//! View state
//!
//! The reconciled snapshot plus the UI-local fields that live next to it.

use ccm_core::domain::task::{Task, TaskMode, TaskStatus};
use ccm_core::domain::worker::Worker;
use chrono::{DateTime, Utc};
use std::str::FromStr;
use std::sync::Arc;

use super::projection::filter_tasks;

/// Everything a presentation layer needs to render
///
/// Owned by [`super::ViewModelStore`]; readers only ever see it through a
/// shared borrow or a clone.
#[derive(Debug, Clone, Default)]
pub struct ViewState {
    /// Latest task snapshot, in server order
    pub tasks: Arc<Vec<Task>>,

    /// Latest worker snapshot, in server order
    pub workers: Arc<Vec<Worker>>,

    /// Status filter applied to the task list
    pub filter: StatusFilter,

    /// A submission request is in flight
    pub submitting: bool,

    /// Task being composed
    pub draft: Draft,

    /// Most recent user-facing message
    pub notice: Option<Notice>,

    /// Freshness bookkeeping
    pub sync: SyncStatus,

    pub(crate) closed: bool,
}

impl ViewState {
    /// Tasks matching the current filter
    pub fn filtered_tasks(&self) -> Vec<Task> {
        filter_tasks(&self.tasks, self.filter)
    }

    /// Number of tasks per status in the current snapshot
    pub fn status_counts(&self) -> [(TaskStatus, usize); 4] {
        TaskStatus::ALL.map(|status| {
            let count = self.tasks.iter().filter(|t| t.status == status).count();
            (status, count)
        })
    }
}

/// Status filter for the task list
#[derive(Debug, Clone, Copy, Default, PartialEq, Eq, Hash)]
pub enum StatusFilter {
    #[default]
    All,
    Only(TaskStatus),
}

impl StatusFilter {
    pub fn matches(&self, task: &Task) -> bool {
        match self {
            StatusFilter::All => true,
            StatusFilter::Only(status) => task.status == *status,
        }
    }
}

impl std::fmt::Display for StatusFilter {
    fn fmt(&self, f: &mut std::fmt::Formatter<'_>) -> std::fmt::Result {
        match self {
            StatusFilter::All => f.write_str("all"),
            StatusFilter::Only(status) => write!(f, "{}", status),
        }
    }
}

impl FromStr for StatusFilter {
    type Err = String;

    fn from_str(s: &str) -> Result<Self, Self::Err> {
        if s.eq_ignore_ascii_case("all") {
            return Ok(StatusFilter::All);
        }
        s.parse::<TaskStatus>()
            .map(StatusFilter::Only)
            .map_err(|_| {
                format!(
                    "unknown filter '{}' (expected all, queued, running, done or failed)",
                    s
                )
            })
    }
}

impl From<TaskStatus> for StatusFilter {
    fn from(status: TaskStatus) -> Self {
        StatusFilter::Only(status)
    }
}

/// Task being composed by the user
#[derive(Debug, Clone, Default, PartialEq, Eq)]
pub struct Draft {
    pub project: String,
    pub prompt: String,
    pub mode: TaskMode,
}

/// Severity of a [`Notice`]
#[derive(Debug, Clone, Copy, PartialEq, Eq)]
pub enum NoticeLevel {
    Info,
    Warning,
    Error,
}

/// A user-visible message
#[derive(Debug, Clone, PartialEq, Eq)]
pub struct Notice {
    pub level: NoticeLevel,
    pub message: String,
    pub at: DateTime<Utc>,
}

impl Notice {
    pub fn new(level: NoticeLevel, message: impl Into<String>) -> Self {
        Self {
            level,
            message: message.into(),
            at: Utc::now(),
        }
    }

    pub fn info(message: impl Into<String>) -> Self {
        Self::new(NoticeLevel::Info, message)
    }

    pub fn warning(message: impl Into<String>) -> Self {
        Self::new(NoticeLevel::Warning, message)
    }

    pub fn error(message: impl Into<String>) -> Self {
        Self::new(NoticeLevel::Error, message)
    }
}

/// Freshness of the displayed snapshot
#[derive(Debug, Clone, Default, PartialEq, Eq)]
pub struct SyncStatus {
    /// End of the last cycle in which every fetch succeeded
    pub last_synced_at: Option<DateTime<Utc>>,

    /// The newest cycle had at least one failed fetch
    pub stale: bool,

    /// Bumped whenever the task sequence is replaced
    pub tasks_revision: u64,

    /// Newest refresh cycle applied to tasks / workers
    pub tasks_cycle: u64,
    pub workers_cycle: u64,

    /// Newest refresh cycle seen at all
    pub latest_cycle: u64,
}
- - -
◆ Exercise instructions: Copy each line of the listing verbatim.

◆ Response area:
//! View state
//!
//! The reconciled snapshot plus the UI-local fields that live next to it.

use ccm_core::domain::task::{Task, TaskMode, TaskStatus};
use ccm_core::domain::worker::Worker;
use chrono::{DateTime, Utc};
use std::str::FromStr;
use std::sync::Arc;

use super::projection::filter_tasks;

/// Everything a presentation layer needs to render
///
/// Owned by [`super::ViewModelStore`]; readers only ever see it through a
/// shared borrow or a clone.
#[derive(Debug, Clone, Default)]
pub struct ViewState {
    /// Latest task snapshot, in server order
    pub tasks: Arc<Vec<Task>>,

    /// Latest worker snapshot, in server order
    pub workers: Arc<Vec<Worker>>,

    /// Status filter applied to the task list
    pub filter: StatusFilter,

    /// A submission request is in flight
    pub submitting: bool,

    /// Task being composed
    pub draft: Draft,

    /// Most recent user-facing message
    pub notice: Option<Notice>,

    /// Freshness bookkeeping
    pub sync: SyncStatus,

    pub(crate) closed: bool,
}

impl ViewState {
    /// Tasks matching the current filter
    pub fn filtered_tasks(&self) -> Vec<Task> {
        filter_tasks(&self.tasks, self.filter)
    }

    /// Number of tasks per status in the current snapshot
    pub fn status_counts(&self) -> [(TaskStatus, usize); 4] {
        TaskStatus::ALL.map(|status| {
            let count = self.tasks.iter().filter(|t| t.status == status).count();
            (status, count)
        })
    }
}

/// Status filter for the task list
#[derive(Debug, Clone, Copy, Default, PartialEq, Eq, Hash)]
pub enum StatusFilter {
    #[default]
    All,
    Only(TaskStatus),
}

impl StatusFilter {
    pub fn matches(&self, task: &Task) -> bool {
        match self {
            StatusFilter::All => true,
            StatusFilter::Only(status) => task.status == *status,
        }
    }
}

impl std::fmt::Display for StatusFilter {
    fn fmt(&self, f: &mut std::fmt::Formatter<'_>) -> std::fmt::Result {
        match self {
            StatusFilter::All => f.write_str("all"),
            StatusFilter::Only(status) => write!(f, "{}", status),
        }
    }
}

impl FromStr for StatusFilter {
    type Err = String;

    fn from_str(s: &str) -> Result<Self, Self::Err> {
        if s.eq_ignore_ascii_case("all") {
            return Ok(StatusFilter::All);
        }
        s.parse::<TaskStatus>()
            .map(StatusFilter::Only)
            .map_err(|_| {
                format!(
                    "unknown filter '{}' (expected all, queued, running, done or failed)",
                    s
                )
            })
    }
}

impl From<TaskStatus> for StatusFilter {
    fn from(status: TaskStatus) -> Self {
        StatusFilter::Only(status)
    }
}

/// Task being composed by the user
#[derive(Debug, Clone, Default, PartialEq, Eq)]
pub struct Draft {
    pub project: String,
    pub prompt: String,
    pub mode: TaskMode,
}

/// Severity of a [`Notice`]
#[derive(Debug, Clone, Copy, PartialEq, Eq)]
pub enum NoticeLevel {
    Info,
    Warning,
    Error,
}

/// A user-visible message
#[derive(Debug, Clone, PartialEq, Eq)]
pub struct Notice {
    pub level: NoticeLevel,
    pub message: String,
    pub at: DateTime<Utc>,
}

impl Notice {
    pub fn new(level: NoticeLevel, message: impl Into<String>) -> Self {
        Self {
            level,
            message: message.into(),
            at: Utc::now(),
        }
    }

    pub fn info(message: impl Into<String>) -> Self {
        Self::new(NoticeLevel::Info, message)
    }

    pub fn warning(message: impl Into<String>) -> Self {
        Self::new(NoticeLevel::Warning, message)
    }

    pub fn error(message: impl Into<String>) -> Self {
        Self::new(NoticeLevel::Error, message)
    }
}

/// Freshness of the displayed snapshot
#[derive(Debug, Clone, Default, PartialEq, Eq)]
pub struct SyncStatus {
    /// End of the last cycle in which every fetch succeeded
    pub last_synced_at: Option<DateTime<Utc>>,

    /// The newest cycle had at least one failed fetch
    pub stale: bool,

    /// Bumped whenever the task sequence is replaced
    pub tasks_revision: u64,

    /// Newest refresh cycle applied to tasks / workers
    pub tasks_cycle: u64,
    pub workers_cycle: u64,

    /// Newest refresh cycle seen at all
    pub latest_cycle: u64,
}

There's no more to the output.